#[cfg(test)]
mod tests {
    use super::*;

    fn engine() -> Arc<ProtocolEngine> {
        let engine = Arc::new(ProtocolEngine::new(ServerInfo {
            name: "test".to_string(),
            version: "0.0.1".to_string(),
            description: None,
        }));
        engine.register_operation(ToolDefinition::new(
            "echo",
            "Echo the value",
            json!({
                "type": "object",
                "properties": { "value": { "type": "string" } },
                "required": ["value"]
            }),
            |args| ToolCallResult::text(args["value"].as_str().unwrap_or_default()),
        ));
        engine
    }

    fn call(session: &mut Session, line: &str) -> Value {
        let out = session.handle_line(line).expect("expected a reply");
        serde_json::to_value(out).unwrap()
    }

    #[test]
    fn stateful_session_requires_handshake() {
        let engine = engine();
        let mut session = engine.open_session(SessionMode::Stateful).unwrap();

        let reply = call(&mut session, r#"{"jsonrpc":"2.0","id":1,"method":"tools/list"}"#);
        assert_eq!(reply["error"]["code"], -32600);

        let reply = call(
            &mut session,
            r#"{"jsonrpc":"2.0","id":2,"method":"initialize","params":{"protocolVersion":"2024-11-05","capabilities":{}}}"#,
        );
        assert_eq!(reply["result"]["protocolVersion"], "2024-11-05");
        assert_eq!(reply["result"]["serverInfo"]["name"], "test");
        assert_eq!(session.state(), SessionState::Initialising);

        assert!(session
            .handle_line(r#"{"jsonrpc":"2.0","method":"notifications/initialized"}"#)
            .is_none());
        assert_eq!(session.state(), SessionState::Ready);

        let reply = call(&mut session, r#"{"jsonrpc":"2.0","id":3,"method":"tools/list"}"#);
        assert_eq!(reply["result"]["tools"][0]["name"], "echo");
    }

    #[test]
    fn unknown_protocol_version_falls_back_to_latest() {
        assert_eq!(negotiate_version("1999-01-01"), MCP_PROTOCOL_VERSION);
        assert_eq!(negotiate_version("2024-11-05"), "2024-11-05");
    }

    #[test]
    fn stateless_session_calls_tools_directly() {
        let engine = engine();
        let mut session = engine.open_session(SessionMode::Stateless).unwrap();

        let reply = call(
            &mut session,
            r#"{"jsonrpc":"2.0","id":1,"method":"tools/call","params":{"name":"echo","arguments":{"value":"x"}}}"#,
        );
        assert_eq!(reply["result"]["content"][0]["text"], "x");
    }

    #[test]
    fn invalid_arguments_are_invalid_params() {
        let engine = engine();
        let mut session = engine.open_session(SessionMode::Stateless).unwrap();

        let reply = call(
            &mut session,
            r#"{"jsonrpc":"2.0","id":1,"method":"tools/call","params":{"name":"echo","arguments":{}}}"#,
        );
        assert_eq!(reply["error"]["code"], -32602);
    }

    #[test]
    fn unknown_tool_is_a_tool_error() {
        let engine = engine();
        let mut session = engine.open_session(SessionMode::Stateless).unwrap();

        let reply = call(
            &mut session,
            r#"{"jsonrpc":"2.0","id":1,"method":"tools/call","params":{"name":"nope"}}"#,
        );
        assert_eq!(reply["result"]["isError"], true);
    }

    #[test]
    fn unknown_method_is_method_not_found() {
        let engine = engine();
        let mut session = engine.open_session(SessionMode::Stateless).unwrap();

        let reply = call(&mut session, r#"{"jsonrpc":"2.0","id":9,"method":"resources/list"}"#);
        assert_eq!(reply["error"]["code"], -32601);
        assert_eq!(reply["id"], 9);
    }

    #[test]
    fn duplicate_id_rejected_within_session_only() {
        let engine = engine();
        let mut first = engine.open_session(SessionMode::Stateless).unwrap();
        let mut second = engine.open_session(SessionMode::Stateless).unwrap();
        let ping = r#"{"jsonrpc":"2.0","id":1,"method":"ping"}"#;

        assert!(call(&mut first, ping).get("result").is_some());
        assert_eq!(call(&mut first, ping)["error"]["code"], -32600);
        assert!(call(&mut second, ping).get("result").is_some());
    }

    #[test]
    fn sessions_are_tracked_until_closed() {
        let engine = engine();
        let mut first = engine.open_session(SessionMode::Stateless).unwrap();
        let second = engine.open_session(SessionMode::Stateless).unwrap();
        assert_eq!(engine.active_sessions(), 2);

        first.close().unwrap();
        assert_eq!(engine.active_sessions(), 1);
        assert!(!second.is_closed());
        assert_eq!(first.close(), Err(EngineError::SessionClosed(first.id())));

        drop(second);
        assert_eq!(engine.active_sessions(), 0);
    }

    #[test]
    fn closed_engine_refuses_sessions() {
        let engine = engine();
        engine.close().unwrap();

        assert!(engine.operations().is_empty());
        assert_eq!(
            engine.open_session(SessionMode::Stateless).unwrap_err(),
            EngineError::Closed
        );
        assert_eq!(engine.close(), Err(EngineError::Closed));
    }

    #[test]
    fn re_registering_replaces_operation() {
        let engine = engine();
        let replaced = engine.register_operation(ToolDefinition::new(
            "echo",
            "Shout the value",
            json!({"type": "object"}),
            |_| ToolCallResult::text("LOUD"),
        ));
        assert!(replaced);
        assert_eq!(engine.operations().len(), 1);
        assert_eq!(
            engine.operations()[0].description.as_deref(),
            Some("Shout the value")
        );
    }

    #[test]
    fn parse_error_has_null_id() {
        let engine = engine();
        let mut session = engine.open_session(SessionMode::Stateful).unwrap();

        let reply = call(&mut session, "{oops");
        assert_eq!(reply["error"]["code"], -32700);
        assert!(reply["id"].is_null());
    }

    #[test]
    fn panicking_tool_replies_internal_error_and_records_fault() {
        let engine = engine();
        engine.register_operation(ToolDefinition::new(
            "boom",
            "Panics",
            json!({"type": "object"}),
            |_| panic!("kaboom"),
        ));
        let mut session = engine.open_session(SessionMode::Stateless).unwrap();

        let reply = call(
            &mut session,
            r#"{"jsonrpc":"2.0","id":4,"method":"tools/call","params":{"name":"boom"}}"#,
        );
        assert_eq!(reply["id"], 4);
        assert_eq!(reply["error"]["code"], -32603);
        assert!(matches!(
            session.take_fault(),
            Some(ToolError::Panicked { ref tool, .. }) if tool == "boom"
        ));
        assert!(session.take_fault().is_none());

        // The session keeps serving.
        let reply = call(
            &mut session,
            r#"{"jsonrpc":"2.0","id":5,"method":"tools/call","params":{"name":"echo","arguments":{"value":"ok"}}}"#,
        );
        assert_eq!(reply["result"]["content"][0]["text"], "ok");
    }
}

**WHAT THE EXERCISE ASKS**
All of the material above needs to be copied exactly.

**EXERCISE RESULT**
#[cfg(test)]
mod tests {
    use super::*;

    fn engine() -> Arc<ProtocolEngine> {
        let engine = Arc::new(ProtocolEngine::new(ServerInfo {
            name: "test".to_string(),
            version: "0.0.1".to_string(),
            description: None,
        }));
        engine.register_operation(ToolDefinition::new(
            "echo",
            "Echo the value",
            json!({
                "type": "object",
                "properties": { "value": { "type": "string" } },
                "required": ["value"]
            }),
            |args| ToolCallResult::text(args["value"].as_str().unwrap_or_default()),
        ));
        engine
    }

    fn call(session: &mut Session, line: &str) -> Value {
        let out = session.handle_line(line).expect("expected a reply");
        serde_json::to_value(out).unwrap()
    }

    #[test]
    fn stateful_session_requires_handshake() {
        let engine = engine();
        let mut session = engine.open_session(SessionMode::Stateful).unwrap();

        let reply = call(&mut session, r#"{"jsonrpc":"2.0","id":1,"method":"tools/list"}"#);
        assert_eq!(reply["error"]["code"], -32600);

        let reply = call(
            &mut session,
            r#"{"jsonrpc":"2.0","id":2,"method":"initialize","params":{"protocolVersion":"2024-11-05","capabilities":{}}}"#,
        );
        assert_eq!(reply["result"]["protocolVersion"], "2024-11-05");
        assert_eq!(reply["result"]["serverInfo"]["name"], "test");
        assert_eq!(session.state(), SessionState::Initialising);

        assert!(session
            .handle_line(r#"{"jsonrpc":"2.0","method":"notifications/initialized"}"#)
            .is_none());
        assert_eq!(session.state(), SessionState::Ready);

        let reply = call(&mut session, r#"{"jsonrpc":"2.0","id":3,"method":"tools/list"}"#);
        assert_eq!(reply["result"]["tools"][0]["name"], "echo");
    }

    #[test]
    fn unknown_protocol_version_falls_back_to_latest() {
        assert_eq!(negotiate_version("1999-01-01"), MCP_PROTOCOL_VERSION);
        assert_eq!(negotiate_version("2024-11-05"), "2024-11-05");
    }

    #[test]
    fn stateless_session_calls_tools_directly() {
        let engine = engine();
        let mut session = engine.open_session(SessionMode::Stateless).unwrap();

        let reply = call(
            &mut session,
            r#"{"jsonrpc":"2.0","id":1,"method":"tools/call","params":{"name":"echo","arguments":{"value":"x"}}}"#,
        );
        assert_eq!(reply["result"]["content"][0]["text"], "x");
    }

    #[test]
    fn invalid_arguments_are_invalid_params() {
        let engine = engine();
        let mut session = engine.open_session(SessionMode::Stateless).unwrap();

        let reply = call(
            &mut session,
            r#"{"jsonrpc":"2.0","id":1,"method":"tools/call","params":{"name":"echo","arguments":{}}}"#,
        );
        assert_eq!(reply["error"]["code"], -32602);
    }

    #[test]
    fn unknown_tool_is_a_tool_error() {
        let engine = engine();
        let mut session = engine.open_session(SessionMode::Stateless).unwrap();

        let reply = call(
            &mut session,
            r#"{"jsonrpc":"2.0","id":1,"method":"tools/call","params":{"name":"nope"}}"#,
        );
        assert_eq!(reply["result"]["isError"], true);
    }

    #[test]
    fn unknown_method_is_method_not_found() {
        let engine = engine();
        let mut session = engine.open_session(SessionMode::Stateless).unwrap();

        let reply = call(&mut session, r#"{"jsonrpc":"2.0","id":9,"method":"resources/list"}"#);
        assert_eq!(reply["error"]["code"], -32601);
        assert_eq!(reply["id"], 9);
    }

    #[test]
    fn duplicate_id_rejected_within_session_only() {
        let engine = engine();
        let mut first = engine.open_session(SessionMode::Stateless).unwrap();
        let mut second = engine.open_session(SessionMode::Stateless).unwrap();
        let ping = r#"{"jsonrpc":"2.0","id":1,"method":"ping"}"#;

        assert!(call(&mut first, ping).get("result").is_some());
        assert_eq!(call(&mut first, ping)["error"]["code"], -32600);
        assert!(call(&mut second, ping).get("result").is_some());
    }

    #[test]
    fn sessions_are_tracked_until_closed() {
        let engine = engine();
        let mut first = engine.open_session(SessionMode::Stateless).unwrap();
        let second = engine.open_session(SessionMode::Stateless).unwrap();
        assert_eq!(engine.active_sessions(), 2);

        first.close().unwrap();
        assert_eq!(engine.active_sessions(), 1);
        assert!(!second.is_closed());
        assert_eq!(first.close(), Err(EngineError::SessionClosed(first.id())));

        drop(second);
        assert_eq!(engine.active_sessions(), 0);
    }

    #[test]
    fn closed_engine_refuses_sessions() {
        let engine = engine();
        engine.close().unwrap();

        assert!(engine.operations().is_empty());
        assert_eq!(
            engine.open_session(SessionMode::Stateless).unwrap_err(),
            EngineError::Closed
        );
        assert_eq!(engine.close(), Err(EngineError::Closed));
    }

    #[test]
    fn re_registering_replaces_operation() {
        let engine = engine();
        let replaced = engine.register_operation(ToolDefinition::new(
            "echo",
            "Shout the value",
            json!({"type": "object"}),
            |_| ToolCallResult::text("LOUD"),
        ));
        assert!(replaced);
        assert_eq!(engine.operations().len(), 1);
        assert_eq!(
            engine.operations()[0].description.as_deref(),
            Some("Shout the value")
        );
    }

    #[test]
    fn parse_error_has_null_id() {
        let engine = engine();
        let mut session = engine.open_session(SessionMode::Stateful).unwrap();

        let reply = call(&mut session, "{oops");
        assert_eq!(reply["error"]["code"], -32700);
        assert!(reply["id"].is_null());
    }

    #[test]
    fn panicking_tool_replies_internal_error_and_records_fault() {
        let engine = engine();
        engine.register_operation(ToolDefinition::new(
            "boom",
            "Panics",
            json!({"type": "object"}),
            |_| panic!("kaboom"),
        ));
        let mut session = engine.open_session(SessionMode::Stateless).unwrap();

        let reply = call(
            &mut session,
            r#"{"jsonrpc":"2.0","id":4,"method":"tools/call","params":{"name":"boom"}}"#,
        );
        assert_eq!(reply["id"], 4);
        assert_eq!(reply["error"]["code"], -32603);
        assert!(matches!(
            session.take_fault(),
            Some(ToolError::Panicked { ref tool, .. }) if tool == "boom"
        ));
        assert!(session.take_fault().is_none());

        // The session keeps serving.
        let reply = call(
            &mut session,
            r#"{"jsonrpc":"2.0","id":5,"method":"tools/call","params":{"name":"echo","arguments":{"value":"ok"}}}"#,
        );
        assert_eq!(reply["result"]["content"][0]["text"], "ok");
    }
}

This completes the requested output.